_What you will do_
Among the entries that follow, how many lines contain the word "Some"? Give the number alone.

_Record extracts_
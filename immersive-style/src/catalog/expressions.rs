//! Style expression helpers used by the layer catalog.
//!
//! Colors are `#RRGGBB` strings; helpers that fade a color keep its RGB
//! components and only zero the alpha channel.

use serde_json::{json, Value};

/// Zoom offset over which a faded color reaches full opacity.
pub const FADE_SPAN: f64 = 0.1;

/// Converts a zoom level to a JSON number, keeping integral levels integral.
pub fn zoom(level: f64) -> Value {
    if level.fract() == 0.0 && level.abs() < i64::MAX as f64 {
        json!(level as i64)
    } else {
        json!(level)
    }
}

/// Returns the fully transparent variant of `color` (`#RRGGBB00`).
///
/// Any alpha already present is replaced.
pub fn transparent(color: &str) -> String {
    format!("{}00", color.get(..7).unwrap_or(color))
}

/// Fades `color` in from transparent starting at `from_zoom`.
pub fn fadeout(color: &str, from_zoom: f64) -> Value {
    json!([
        "interpolate",
        ["linear"],
        ["zoom"],
        zoom(from_zoom),
        transparent(color),
        zoom(from_zoom + FADE_SPAN),
        color
    ])
}

/// Fades `from` in at `from_zoom`, then blends it into `to` by `to_zoom`.
pub fn linear_change_color(from: &str, from_zoom: f64, to: &str, to_zoom: f64) -> Value {
    json!([
        "interpolate",
        ["linear"],
        ["zoom"],
        zoom(from_zoom),
        transparent(from),
        zoom(from_zoom + FADE_SPAN),
        from,
        zoom(to_zoom),
        to
    ])
}

/// `["meters-to-pixels", value]`
pub fn meters_to_pixels(value: Value) -> Value {
    json!(["meters-to-pixels", value])
}

/// Linear interpolation over zoom between pairs of `(zoom, value)` stops.
pub fn zoom_interpolate(stops: &[(f64, f64)]) -> Value {
    let mut expression = vec![json!("interpolate"), json!(["linear"]), json!(["zoom"])];
    for (level, value) in stops {
        expression.push(zoom(*level));
        expression.push(json!(value));
    }
    Value::Array(expression)
}

/// `["==", ["get", "sublayer"], name]`
pub fn sublayer_is(name: &str) -> Value {
    json!(["==", ["get", "sublayer"], name])
}

/// Matches features whose `attribute` is one of `values`, gated on the
/// `immersiveRoadsOn` global.
pub fn immersive_filter(attribute: &str, values: &[&str]) -> Value {
    json!([
        "all",
        ["match", ["global", "immersiveRoadsOn"], [true], true, false],
        ["match", ["get", attribute], values, true, false]
    ])
}

#[cfg(test)]
mod tests {
    use super::*;

    #[test]
    fn test_transparent() {
        assert_eq!(transparent("#E0E0E0"), "#E0E0E000");
        assert_eq!(transparent("#EBE74D60"), "#EBE74D00");
    }

    #[test]
    fn test_zoom_keeps_integers() {
        assert_eq!(zoom(16.0).to_string(), "16");
        assert_eq!(zoom(16.5).to_string(), "16.5");
    }

    #[test]
    fn test_fadeout() {
        assert_eq!(
            fadeout("#FFFFFF", 16.0),
            json!(["interpolate", ["linear"], ["zoom"], 16, "#FFFFFF00", 16.1, "#FFFFFF"])
        );
    }

    #[test]
    fn test_linear_change_color() {
        assert_eq!(
            linear_change_color("#C7C7C7", 16.0, "#B3B3B3", 18.0),
            json!([
                "interpolate", ["linear"], ["zoom"],
                16, "#C7C7C700", 16.1, "#C7C7C7", 18, "#B3B3B3"
            ])
        );
    }

    #[test]
    fn test_zoom_interpolate() {
        assert_eq!(
            zoom_interpolate(&[(16.0, 2.4), (18.0, 0.6)]),
            json!(["interpolate", ["linear"], ["zoom"], 16, 2.4, 18, 0.6])
        );
    }

    #[test]
    fn test_immersive_filter() {
        assert_eq!(
            immersive_filter("sublayer", &["Roadbed"]),
            json!([
                "all",
                ["match", ["global", "immersiveRoadsOn"], [true], true, false],
                ["match", ["get", "sublayer"], ["Roadbed"], true, false]
            ])
        );
    }
}
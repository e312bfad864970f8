//! Settings structs, one per `[section]` of the config file.

use std::collections::BTreeMap;
use std::path::PathBuf;

use crate::upload::BackendConfig;

/// Complete configuration loaded from the INI file.
#[derive(Debug, Clone, PartialEq, Eq)]
pub struct ConfigFile {
    pub backend: BackendSettings,
    /// Upload registry: style name → backend project id.
    pub targets: BTreeMap<String, String>,
    pub logging: LoggingSettings,
}

/// `[backend]`
#[derive(Debug, Clone, PartialEq, Eq)]
pub struct BackendSettings {
    /// OAuth endpoint root
    pub auth_url: String,
    /// Styles-editor API root
    pub styles_url: String,
    pub client_id: String,
    /// Per-request timeout in seconds
    pub timeout_secs: u64,
}

/// `[logging]`
#[derive(Debug, Clone, PartialEq, Eq)]
pub struct LoggingSettings {
    /// Log file path; relative paths are resolved against the working directory.
    pub file: PathBuf,
}

impl ConfigFile {
    /// Project id registered for `style_name`.
    pub fn target(&self, style_name: &str) -> Option<&str> {
        self.targets.get(style_name).map(String::as_str)
    }

    /// Backend connection settings for the uploader.
    pub fn backend_config(&self) -> BackendConfig {
        BackendConfig {
            auth_url: self.backend.auth_url.clone(),
            styles_url: self.backend.styles_url.clone(),
            client_id: self.backend.client_id.clone(),
            timeout_secs: self.backend.timeout_secs,
        }
    }
}
//! Styles-editor backend API.

use std::fmt;

use base64::engine::general_purpose::STANDARD;
use base64::Engine;
use serde_json::{json, Value};
use tracing::{debug, info};

use super::credentials::Credentials;
use super::error::BackendError;
use super::http::AsyncHttpClient;
use crate::style::AssetGroup;

/// OAuth endpoint of the production auth service.
pub const DEFAULT_AUTH_URL: &str = "https://api.auth.2gis.com/2.1";

/// Root of the production styles-editor API.
pub const DEFAULT_STYLES_URL: &str = "https://styles-editor.api.2gis.com";

/// OAuth client id used for the password grant.
pub const DEFAULT_CLIENT_ID: &str = "online";

const TOKEN_HEADER: &str = "x-token-auth";
const SESSION_HEADER: &str = "X-Editorsession-Id";
const CONTENT_TYPE: (&str, &str) = ("Content-Type", "application/json");

/// Where and how to reach the backend.
#[derive(Debug, Clone, PartialEq, Eq)]
pub struct BackendConfig {
    pub auth_url: String,
    pub styles_url: String,
    pub client_id: String,
    /// Per-request timeout.
    pub timeout_secs: u64,
}

impl Default for BackendConfig {
    fn default() -> Self {
        Self {
            auth_url: DEFAULT_AUTH_URL.to_string(),
            styles_url: DEFAULT_STYLES_URL.to_string(),
            client_id: DEFAULT_CLIENT_ID.to_string(),
            timeout_secs: 60,
        }
    }
}

/// Access token returned by the password grant.
#[derive(Clone, PartialEq, Eq)]
pub struct AuthToken(String);

impl AuthToken {
    pub fn new(token: impl Into<String>) -> Self {
        Self(token.into())
    }

    pub fn as_str(&self) -> &str {
        &self.0
    }
}

impl fmt::Debug for AuthToken {
    fn fmt(&self, f: &mut fmt::Formatter<'_>) -> fmt::Result {
        f.write_str("AuthToken(<redacted>)")
    }
}

/// Edit session id issued by the backend.
#[derive(Debug, Clone, PartialEq, Eq)]
pub struct SessionId(String);

impl SessionId {
    pub fn new(id: impl Into<String>) -> Self {
        Self(id.into())
    }

    pub fn as_str(&self) -> &str {
        &self.0
    }
}

impl fmt::Display for SessionId {
    fn fmt(&self, f: &mut fmt::Formatter<'_>) -> fmt::Result {
        f.write_str(&self.0)
    }
}

/// Typed calls against the styles backend.
pub struct StylesBackend<C> {
    client: C,
    config: BackendConfig,
}

impl<C: AsyncHttpClient> StylesBackend<C> {
    pub fn new(client: C, config: BackendConfig) -> Self {
        Self { client, config }
    }

    pub fn config(&self) -> &BackendConfig {
        &self.config
    }

    pub fn client(&self) -> &C {
        &self.client
    }

    /// Exchanges credentials for an access token.
    pub async fn authenticate(&self, credentials: &Credentials) -> Result<AuthToken, BackendError> {
        let url = format!("{}/oauth/token", self.config.auth_url);
        let form = [
            ("grant_type", "password"),
            ("client_id", self.config.client_id.as_str()),
            ("username", credentials.username.as_str()),
            ("password", credentials.password.as_str()),
        ];

        let body = self
            .client
            .post_form(&url, &[("Accept", "application/json")], &form)
            .await?;
        let response = parse_json("authenticate", &body)?;

        match response.get("access_token").and_then(Value::as_str) {
            Some(token) if !token.is_empty() => Ok(AuthToken::new(token)),
            _ => Err(BackendError::Auth {
                response: serde_json::to_string_pretty(&response)
                    .unwrap_or_else(|_| response.to_string()),
            }),
        }
    }

    /// Opens an edit session on `project`.
    pub async fn open_session(
        &self,
        project: &str,
        token: &AuthToken,
    ) -> Result<SessionId, BackendError> {
        let url = self.session_url(project);
        let body = self
            .client
            .put_json(&url, &headers(token, None), None)
            .await?;

        let response = parse_json("open edit session", &body)?;
        match response.pointer("/result/id") {
            Some(Value::String(id)) if !id.is_empty() => Ok(SessionId::new(id.as_str())),
            Some(Value::Number(id)) => Ok(SessionId::new(id.to_string())),
            _ => Err(protocol_error("open edit session", "result.id", &body)),
        }
    }

    /// Uploads an asset draft and returns the filename the backend assigned.
    pub async fn post_asset(
        &self,
        project: &str,
        token: &AuthToken,
        session: &SessionId,
        group: AssetGroup,
        name: &str,
        bytes: &[u8],
    ) -> Result<String, BackendError> {
        let url = format!(
            "{}/projects/{}/{}/draft",
            self.config.styles_url,
            project,
            group.api_name()
        );
        let payload = json!({
            "id": name,
            "sourceCode": STANDARD.encode(bytes),
        });

        let body = self
            .client
            .post_json(&url, &headers(token, Some(session)), Some(&payload.to_string()))
            .await?;

        let response = parse_json("upload asset", &body)?;
        let filename = response
            .pointer("/result/filename")
            .and_then(Value::as_str)
            .ok_or_else(|| protocol_error("upload asset", "result.filename", &body))?;

        info!("[{}] {}={}", group, name, filename);
        Ok(filename.to_string())
    }

    /// Replaces the project's draft with `style`.
    pub async fn update_style(
        &self,
        project: &str,
        token: &AuthToken,
        session: &SessionId,
        style: Value,
    ) -> Result<(), BackendError> {
        let url = format!("{}/projects/{}/draft", self.config.styles_url, project);
        let payload = json!({ "config": style });

        let body = self
            .client
            .put_json(&url, &headers(token, Some(session)), Some(&payload.to_string()))
            .await?;
        debug!(response = %String::from_utf8_lossy(&body), "Draft updated");
        Ok(())
    }

    /// Promotes the draft to the published style.
    pub async fn publish_style(
        &self,
        project: &str,
        token: &AuthToken,
        session: &SessionId,
    ) -> Result<(), BackendError> {
        let url = format!("{}/projects/{}/sync-with-draft", self.config.styles_url, project);

        let body = self
            .client
            .post_json(&url, &headers(token, Some(session)), None)
            .await?;
        debug!(response = %String::from_utf8_lossy(&body), "Draft published");
        Ok(())
    }

    /// Releases an edit session.
    pub async fn close_session(
        &self,
        project: &str,
        session: &SessionId,
        token: &AuthToken,
    ) -> Result<(), BackendError> {
        let url = self.session_url(project);
        self.client
            .delete(&url, &headers(token, Some(session)))
            .await?;
        Ok(())
    }

    fn session_url(&self, project: &str) -> String {
        format!("{}/projects/{}/editorsession", self.config.styles_url, project)
    }
}

fn headers<'a>(token: &'a AuthToken, session: Option<&'a SessionId>) -> Vec<(&'static str, &'a str)> {
    let mut headers = vec![(TOKEN_HEADER, token.as_str()), CONTENT_TYPE];
    if let Some(session) = session {
        headers.push((SESSION_HEADER, session.as_str()));
    }
    headers
}

fn parse_json(operation: &'static str, body: &[u8]) -> Result<Value, BackendError> {
    serde_json::from_slice(body).map_err(|source| BackendError::Json { operation, source })
}

fn protocol_error(operation: &'static str, field: &'static str, body: &[u8]) -> BackendError {
    BackendError::Protocol {
        operation,
        field,
        body: String::from_utf8_lossy(body).into_owned(),
    }
}
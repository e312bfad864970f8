//! Asset error types.

use std::io;
use std::path::PathBuf;
use thiserror::Error;

/// Errors that can occur while hashing or copying assets.
#[derive(Debug, Error)]
pub enum AssetError {
    /// Asset file could not be read.
    #[error("Failed to read asset {}: {source}", path.display())]
    Read { path: PathBuf, source: io::Error },

    /// Asset could not be copied into the output directory.
    #[error("Failed to copy {} to {}: {source}", from.display(), to.display())]
    Copy {
        from: PathBuf,
        to: PathBuf,
        source: io::Error,
    },

    /// Output directory could not be created or cleared.
    #[error("Failed to prepare directory {}: {source}", path.display())]
    Directory { path: PathBuf, source: io::Error },
}

/// Result type for asset operations.
pub type AssetResult<T> = Result<T, AssetError>;
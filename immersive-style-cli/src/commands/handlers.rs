//! Command handlers.
//!
//! Each handler implements `CommandHandler` and depends only on the
//! interfaces in `CommandContext`.

use super::args::{ComposeArgs, LaneCodesArgs, UploadArgs};
use super::traits::{CommandContext, CommandHandler};
use crate::error::CliError;

/// Handler for `compose <name>`.
pub struct ComposeHandler;

impl CommandHandler for ComposeHandler {
    type Args = ComposeArgs;

    fn execute(args: Self::Args, ctx: &CommandContext<'_>) -> Result<(), CliError> {
        let report = ctx.styles.compose(&args.name)?;

        ctx.output.println(&format!(
            "Composed '{}' into {}",
            report.style_name,
            report.output.display()
        ));
        ctx.output
            .indented(&format!("Assets copied:   {}", report.assets.len()));
        ctx.output
            .indented(&format!("Layers injected: {}", report.injected_layers));

        Ok(())
    }
}

/// Handler for `upload <name>`.
pub struct UploadHandler;

impl CommandHandler for UploadHandler {
    type Args = UploadArgs;

    fn execute(args: Self::Args, ctx: &CommandContext<'_>) -> Result<(), CliError> {
        // Resolved before touching credentials or the network.
        let project_id = ctx.config.target(&args.name).ok_or_else(|| {
            CliError::Config(format!(
                "No upload target registered for style '{}'. Add it to the [targets] section.",
                args.name
            ))
        })?;

        let credentials = ctx.styles.credentials()?;
        let report = ctx.styles.upload(&args.name, project_id, &credentials)?;

        ctx.output.println(&format!(
            "Published '{}' to project {}",
            report.style_name, report.project_id
        ));
        if report.assets.is_empty() {
            ctx.output.indented("No new assets");
        }
        for asset in &report.assets {
            ctx.output
                .indented(&format!("[{}] {}={}", asset.group, asset.name, asset.filename));
        }

        Ok(())
    }
}

/// Handler for `lane-codes <dir>`.
pub struct LaneCodesHandler;

impl CommandHandler for LaneCodesHandler {
    type Args = LaneCodesArgs;

    fn execute(args: Self::Args, ctx: &CommandContext<'_>) -> Result<(), CliError> {
        let codes = ctx.styles.lane_codes(&args.dir)?;

        for icon in &codes {
            if icon.is_unrecognized() {
                ctx.output.println(&format!(
                    "{}  {}  (no direction tokens recognized)",
                    icon.code, icon.file_name
                ));
            } else {
                ctx.output
                    .println(&format!("{}  {}", icon.code, icon.file_name));
            }
        }

        Ok(())
    }
}
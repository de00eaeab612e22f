//! HTML content extraction
//!
//! Pulls the page title, meta description, h1/h2/h3 headings and paragraph
//! text out of a fetched document. Extraction is lenient: missing elements
//! and malformed markup produce empty values, never errors.

use scraper::{ElementRef, Html, Selector};

/// Text content extracted from one page
#[derive(Debug, Clone, Default, PartialEq, Eq)]
pub struct ExtractedContent {
    /// Text of the first `<title>` element, untrimmed
    pub title: String,

    /// `content` attribute of `<meta name="description">`
    pub meta_description: String,

    /// One entry per `<h1>`, in document order
    pub h1: Vec<String>,

    /// One entry per `<h2>`, in document order
    pub h2: Vec<String>,

    /// One entry per `<h3>`, in document order
    pub h3: Vec<String>,

    /// Trimmed `<p>` text, empty paragraphs dropped
    pub paragraphs: Vec<String>,
}

impl ExtractedContent {
    /// All headings, h1 first, then h2, then h3
    pub fn headings(&self) -> impl Iterator<Item = &str> {
        self.h1
            .iter()
            .chain(&self.h2)
            .chain(&self.h3)
            .map(String::as_str)
    }
}

/// Parses HTML and extracts its text content
///
/// # Example
///
/// ```
/// use page_pulse::extract;
///
/// let content = extract("<title>Hi</title><p>Great news today</p><p>   </p>");
/// assert_eq!(content.title, "Hi");
/// assert_eq!(content.paragraphs, vec!["Great news today".to_string()]);
/// assert!(content.h1.is_empty());
/// ```
pub fn extract(html: &str) -> ExtractedContent {
    let document = Html::parse_document(html);

    ExtractedContent {
        title: extract_title(&document),
        meta_description: extract_meta_description(&document),
        h1: select_texts(&document, "h1"),
        h2: select_texts(&document, "h2"),
        h3: select_texts(&document, "h3"),
        paragraphs: extract_paragraphs(&document),
    }
}

fn element_text(element: ElementRef<'_>) -> String {
    element.text().collect()
}

fn extract_title(document: &Html) -> String {
    let Ok(selector) = Selector::parse("title") else {
        return String::new();
    };

    document
        .select(&selector)
        .next()
        .map(element_text)
        .unwrap_or_default()
}

fn extract_meta_description(document: &Html) -> String {
    let Ok(selector) = Selector::parse(r#"meta[name="description"]"#) else {
        return String::new();
    };

    document
        .select(&selector)
        .next()
        .and_then(|element| element.value().attr("content"))
        .unwrap_or_default()
        .to_string()
}

fn select_texts(document: &Html, selector: &str) -> Vec<String> {
    match Selector::parse(selector) {
        Ok(selector) => document.select(&selector).map(element_text).collect(),
        Err(_) => Vec::new(),
    }
}

fn extract_paragraphs(document: &Html) -> Vec<String> {
    select_texts(document, "p")
        .into_iter()
        .filter_map(|text| {
            let trimmed = text.trim();
            (!trimmed.is_empty()).then(|| trimmed.to_string())
        })
        .collect()
}
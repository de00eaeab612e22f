//! Page-Pulse main entry point
//!
//! This is the command-line interface for the Page-Pulse page scanner.

use anyhow::Context;
use clap::Parser;
use page_pulse::config::{load_config_with_hash, Config};
use page_pulse::{ScanError, ScanOutcome, Scanner};
use std::path::{Path, PathBuf};
use std::process::ExitCode;
use tracing_subscriber::EnvFilter;
use url::Url;

/// Page-Pulse: fetch one page and score the sentiment of its text
///
/// Page-Pulse checks robots.txt, fetches the page, extracts its title,
/// meta description, headings and paragraphs, and prints a lexicon-based
/// sentiment score for each.
#[derive(Parser, Debug)]
#[command(name = "page-pulse")]
#[command(version)]
#[command(about = "Fetch one page and score the sentiment of its text", long_about = None)]
struct Cli {
    /// The page to fetch
    #[arg(value_name = "URL")]
    url: Option<String>,

    /// Path to an optional TOML configuration file
    #[arg(short, long, value_name = "PATH")]
    config: Option<PathBuf>,

    /// Increase logging verbosity (-v, -vv, -vvv)
    #[arg(short, long, action = clap::ArgAction::Count)]
    verbose: u8,

    /// Suppress everything but errors in the log
    #[arg(short, long, conflicts_with = "verbose")]
    quiet: bool,
}

#[tokio::main]
async fn main() -> ExitCode {
    let cli = Cli::parse();

    setup_logging(cli.verbose, cli.quiet);

    let Some(raw_url) = cli.url.as_deref() else {
        eprintln!("Please provide a URL to crawl.");
        eprintln!("Example: page-pulse https://example.com");
        return ExitCode::FAILURE;
    };

    match run(raw_url, cli.config.as_deref()).await {
        Ok(ScanOutcome::Blocked) => {
            tracing::info!("Run ended: blocked by robots.txt");
            ExitCode::SUCCESS
        }
        Ok(ScanOutcome::Completed(_)) => {
            tracing::info!("Run completed successfully");
            ExitCode::SUCCESS
        }
        Err(e) => {
            report_error(&e);
            ExitCode::FAILURE
        }
    }
}

/// Sets up the logging/tracing subscriber based on verbosity level
///
/// Logs go to stderr so the report on stdout stays clean.
fn setup_logging(verbose: u8, quiet: bool) {
    let filter = if quiet {
        EnvFilter::new("error")
    } else {
        match verbose {
            0 => EnvFilter::new("page_pulse=warn,error"),
            1 => EnvFilter::new("page_pulse=info,warn"),
            2 => EnvFilter::new("page_pulse=debug,info"),
            _ => EnvFilter::new("trace"),
        }
    };

    tracing_subscriber::fmt()
        .with_env_filter(filter)
        .with_writer(std::io::stderr)
        .with_target(false)
        .with_thread_ids(false)
        .with_file(false)
        .init();
}

/// Loads configuration, parses the target and runs the scanner
async fn run(raw_url: &str, config_path: Option<&Path>) -> anyhow::Result<ScanOutcome> {
    let config = match config_path {
        Some(path) => {
            tracing::info!("Loading configuration from: {}", path.display());
            let (config, hash) = load_config_with_hash(path)
                .with_context(|| format!("Failed to load configuration {}", path.display()))?;
            tracing::info!("Configuration loaded successfully (hash: {})", hash);
            config
        }
        None => Config::default(),
    };

    let target = Url::parse(raw_url).with_context(|| format!("Invalid URL '{}'", raw_url))?;

    let scanner = Scanner::from_config(&config)?;
    let mut stdout = std::io::stdout();
    Ok(scanner.run(&target, &mut stdout).await?)
}

/// Prints a fatal error to stderr
///
/// Page fetch failures get the reason and, when the server answered, the
/// status code on a separate line.
fn report_error(err: &anyhow::Error) {
    if let Some(ScanError::Fetch(fetch)) = err.downcast_ref::<ScanError>() {
        eprintln!("Failed to fetch page: {}", fetch);
        if let Some(status) = fetch.status() {
            eprintln!("Status code: {}", status);
        }
        return;
    }

    eprintln!("Error: {:#}", err);
}
use crate::config::types::{Config, RobotsConfig, SentimentConfig};
use crate::sentiment::{MAX_WORD_SCORE, MIN_WORD_SCORE};
use crate::ConfigError;

/// Validates the entire configuration
pub fn validate(config: &Config) -> Result<(), ConfigError> {
    validate_robots_config(&config.robots)?;
    validate_sentiment_config(&config.sentiment)?;
    Ok(())
}

/// Validates robots configuration
fn validate_robots_config(config: &RobotsConfig) -> Result<(), ConfigError> {
    if config.user_agent.is_empty() {
        return Err(ConfigError::Validation(
            "robots user-agent cannot be empty".to_string(),
        ));
    }

    if config
        .user_agent
        .chars()
        .any(|c| c.is_whitespace() || c.is_control())
    {
        return Err(ConfigError::Validation(format!(
            "robots user-agent must not contain whitespace, got '{}'",
            config.user_agent
        )));
    }

    Ok(())
}

/// Validates sentiment extras
fn validate_sentiment_config(config: &SentimentConfig) -> Result<(), ConfigError> {
    for (word, score) in &config.extras {
        validate_extra_word(word)?;

        if !(MIN_WORD_SCORE..=MAX_WORD_SCORE).contains(score) {
            return Err(ConfigError::Validation(format!(
                "score for '{}' must be between {} and {}, got {}",
                word, MIN_WORD_SCORE, MAX_WORD_SCORE, score
            )));
        }
    }

    Ok(())
}

/// Extras are matched against lowercased single tokens
fn validate_extra_word(word: &str) -> Result<(), ConfigError> {
    if word.is_empty() {
        return Err(ConfigError::Validation(
            "sentiment extras cannot contain an empty word".to_string(),
        ));
    }

    if word.chars().any(char::is_whitespace) {
        return Err(ConfigError::Validation(format!(
            "sentiment extra '{}' must be a single word",
            word
        )));
    }

    if word.chars().any(char::is_uppercase) {
        return Err(ConfigError::Validation(format!(
            "sentiment extra '{}' must be lowercase",
            word
        )));
    }

    Ok(())
}
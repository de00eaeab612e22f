use crate::config::types::Config;
use crate::config::validation::validate;
use crate::ConfigError;
use sha2::{Digest, Sha256};
use std::path::Path;

/// Loads and parses a configuration file from the given path
///
/// # Arguments
///
/// * `path` - Path to the TOML configuration file
///
/// # Returns
///
/// * `Ok(Config)` - Successfully loaded and validated configuration
/// * `Err(ConfigError)` - Failed to load, parse, or validate the configuration
pub fn load_config(path: &Path) -> Result<Config, ConfigError> {
    let content = std::fs::read_to_string(path)?;
    parse_config(&content)
}

/// Parses and validates configuration from TOML text
pub fn parse_config(content: &str) -> Result<Config, ConfigError> {
    let config: Config = toml::from_str(content)?;
    validate(&config)?;
    Ok(config)
}

/// Computes a hex-encoded SHA-256 hash of configuration text
///
/// Logged alongside the run so a report can be tied to the exact
/// configuration that produced it.
pub fn compute_config_hash(content: &str) -> String {
    let mut hasher = Sha256::new();
    hasher.update(content.as_bytes());
    hex::encode(hasher.finalize())
}

/// Loads a configuration and returns both the config and its hash
///
/// The file is read once; the hash covers exactly the text that was parsed.
pub fn load_config_with_hash(path: &Path) -> Result<(Config, String), ConfigError> {
    let content = std::fs::read_to_string(path)?;
    let config = parse_config(&content)?;
    Ok((config, compute_config_hash(&content)))
}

_Your response_
12